Nick is back with the bread and the coffee is made. It seems a bit silly but I’ve brought my stovetop espresso pot half way around the world so that we can have strong,smokey intense coffee in the morning. Plungers and filters just don’t quite get there!
As we sit, peacefully gazing out to the hills, two small spiders, one black and the one brown, provide the entertainment as they climb and drop, climb and drop from the pergola above.
They perform this to a strange soundtrack coming from the pool filled by the ‘font’ of Fontcaudette, which lies to the back corner of the house. At first, we thought it was the sound of squawking birds, a bit like an Australian wattle bird, but it was far too harsh for a European bird. We then discovered that there is a group of quite large frogs inhabiting the pond and it is their croaking which accompanies all our meals. Actually, the croak is pretty much like the sound of a wet foot squelching in a wet Croc!
So, we sit, and gather ourselves for the day. What will we do or not do?
There must be strict planning controls over new buildings in the rural area north of Coustellet. The new houses are built of the same limestone and in the same style as the established farm houses. In the hameau of Fontcaudette some of the seventeenth century old houses are so clustered that one roofline is merged with another, the terracotta tiles flowing over the entirety.
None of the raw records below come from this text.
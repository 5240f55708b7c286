//! Table recovery
//!
//! Two strategies feed the same validation:
//! - Structural: candidates proposed by the structure reader, accepted as-is
//!   when they validate. A rejected candidate is rebuilt from the text spans
//!   inside its bbox by adaptive clustering.
//! - Sweep: the same clustering run over every span not inside an accepted
//!   table, to find tables the reader never proposed. Two-column runs that
//!   read as prose are skipped, and a sweep table whose bbox overlaps an
//!   accepted table is dropped.

pub mod clustering;
pub mod render;
pub mod structural;

use crate::geometry;
use crate::types::{BoundingBox, RawPage, RawSpan, TableDetection, TableStats};
use clustering::{cluster_grid, find_tables, ClusterSettings};
use structural::{validate_grid, TableRejection};
use tracing::debug;

pub use render::render_markdown;

/// Rows of cell text; the first row is the header
#[derive(Debug, Clone, PartialEq)]
pub struct TableGrid {
    rows: Vec<Vec<String>>,
}

impl TableGrid {
    pub fn new(rows: Vec<Vec<String>>) -> Self {
        Self { rows }
    }

    pub fn rows(&self) -> &[Vec<String>] {
        &self.rows
    }

    pub fn row_count(&self) -> usize {
        self.rows.len()
    }

    /// Widest row
    pub fn column_count(&self) -> usize {
        self.rows.iter().map(Vec::len).max().unwrap_or(0)
    }

    /// Any non-empty cell below the header row
    pub fn has_data_cell(&self) -> bool {
        self.rows
            .iter()
            .skip(1)
            .flatten()
            .any(|cell| !cell.trim().is_empty())
    }
}

/// An accepted table, before it becomes a block
#[derive(Debug, Clone, PartialEq)]
pub struct RecoveredTable {
    pub bbox: BoundingBox,
    pub grid: TableGrid,
    pub detection: TableDetection,
}

#[derive(Debug, Clone, Default)]
pub struct TableRecovery {
    pub tables: Vec<RecoveredTable>,
    pub stats: TableStats,
}

/// Runs both strategies over one page
pub struct TableDetector {
    settings: ClusterSettings,
    sweep: bool,
}

impl TableDetector {
    pub fn new(settings: ClusterSettings, sweep: bool) -> Self {
        Self { settings, sweep }
    }

    pub fn detect(&self, page: &RawPage) -> TableRecovery {
        let mut recovery = TableRecovery::default();
        let spans: Vec<&RawSpan> = page.spans().collect();

        for candidate in &page.table_candidates {
            if !geometry::validate(&candidate.bbox) {
                debug!(page = page.page, bbox = %candidate.bbox, "Table candidate has invalid bbox");
                recovery.stats.rejected += 1;
                continue;
            }

            let grid = TableGrid::new(candidate.rows.clone());
            let accepted = match self.validate(&grid) {
                Ok(()) => Some((grid, TableDetection::Structural)),
                Err(reason) => {
                    debug!(page = page.page, bbox = %candidate.bbox, %reason, "Structural table rejected, clustering its spans");
                    self.recluster(&candidate.bbox, &spans)
                        .map(|grid| (grid, TableDetection::Clustered))
                }
            };

            match accepted {
                Some((grid, detection)) => {
                    if overlaps_accepted(&candidate.bbox, &recovery.tables) {
                        recovery.stats.deduplicated += 1;
                        continue;
                    }
                    match detection {
                        TableDetection::Structural => recovery.stats.structural += 1,
                        _ => recovery.stats.clustered += 1,
                    }
                    recovery.tables.push(RecoveredTable {
                        bbox: candidate.bbox,
                        grid,
                        detection,
                    });
                }
                None => recovery.stats.rejected += 1,
            }
        }

        if self.sweep {
            self.sweep_unclaimed(page.page, &spans, &mut recovery);
        }
        recovery
    }

    fn validate(&self, grid: &TableGrid) -> Result<(), TableRejection> {
        validate_grid(grid, self.settings.min_rows, self.settings.min_cols)
    }

    /// Rebuild a rejected candidate from the spans whose centers fall inside it
    fn recluster(&self, bbox: &BoundingBox, spans: &[&RawSpan]) -> Option<TableGrid> {
        let region = geometry::expand(bbox, self.settings.row_tolerance);
        let inside: Vec<&RawSpan> = spans
            .iter()
            .copied()
            .filter(|s| center_inside(&s.bbox, &region))
            .collect();
        let (grid, _) = cluster_grid(&inside, &self.settings)?;
        match self.validate(&grid) {
            Ok(()) => Some(grid),
            Err(reason) => {
                debug!(bbox = %bbox, %reason, "Clustered table rejected");
                None
            }
        }
    }

    fn sweep_unclaimed(&self, page: u32, spans: &[&RawSpan], recovery: &mut TableRecovery) {
        let unclaimed: Vec<&RawSpan> = spans
            .iter()
            .copied()
            .filter(|s| {
                !recovery
                    .tables
                    .iter()
                    .any(|t| center_inside(&s.bbox, &t.bbox))
            })
            .collect();

        for (grid, bbox) in find_tables(&unclaimed, &self.settings) {
            if let Err(reason) = self.validate(&grid) {
                debug!(page, bbox = %bbox, %reason, "Sweep table rejected");
                recovery.stats.rejected += 1;
                continue;
            }
            if overlaps_accepted(&bbox, &recovery.tables) {
                debug!(page, bbox = %bbox, "Sweep table overlaps an accepted table, dropped");
                recovery.stats.deduplicated += 1;
                continue;
            }
            recovery.stats.sweep += 1;
            recovery.tables.push(RecoveredTable {
                bbox,
                grid,
                detection: TableDetection::Sweep,
            });
        }
    }
}

fn center_inside(inner: &BoundingBox, outer: &BoundingBox) -> bool {
    let (cx, cy) = inner.center();
    cx >= outer.x0 && cx <= outer.x1 && cy >= outer.y0 && cy <= outer.y1
}

fn overlaps_accepted(bbox: &BoundingBox, accepted: &[RecoveredTable]) -> bool {
    accepted.iter().any(|t| geometry::overlaps(bbox, &t.bbox))
}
Further down the road are some new houses which sit up bright and crisp in fresh white limestone. You can see the limestone exposed in road cuttings through the Luberon to Lourmarin and you can see its natural tendency to split into building stones.
I don’t know how long it takes for the stone to weather down to the older dark grey buff colour, but I enjoy seeing the varying degrees of weathering and softening with age.
Many of the olive trees around Fontcaudette grow in a circular trio. They are slender young trees growing from the rootstock of their ancient parent. Sometimes the decaying stump is left in the centre and sometimes it has been removed,leaving bare earth in the middle of the cluster.
I’m sorry not to have seen the dark,twisted trunks of the mature trees.
I’m waiting for the thunderstorm which is rolling around in the hills behind us. It seems a long time since I’ve listened to the heavy thudding and rumbling that precedes a summer storm. Melbourne doesn’t produce as many of those as it used to, but here in Provence they’re a regular part of summer and a relief from the days of heat. The big decision is whether to risk lighting the charcoal BBQ in the face of being washed out. I think we’ll do it!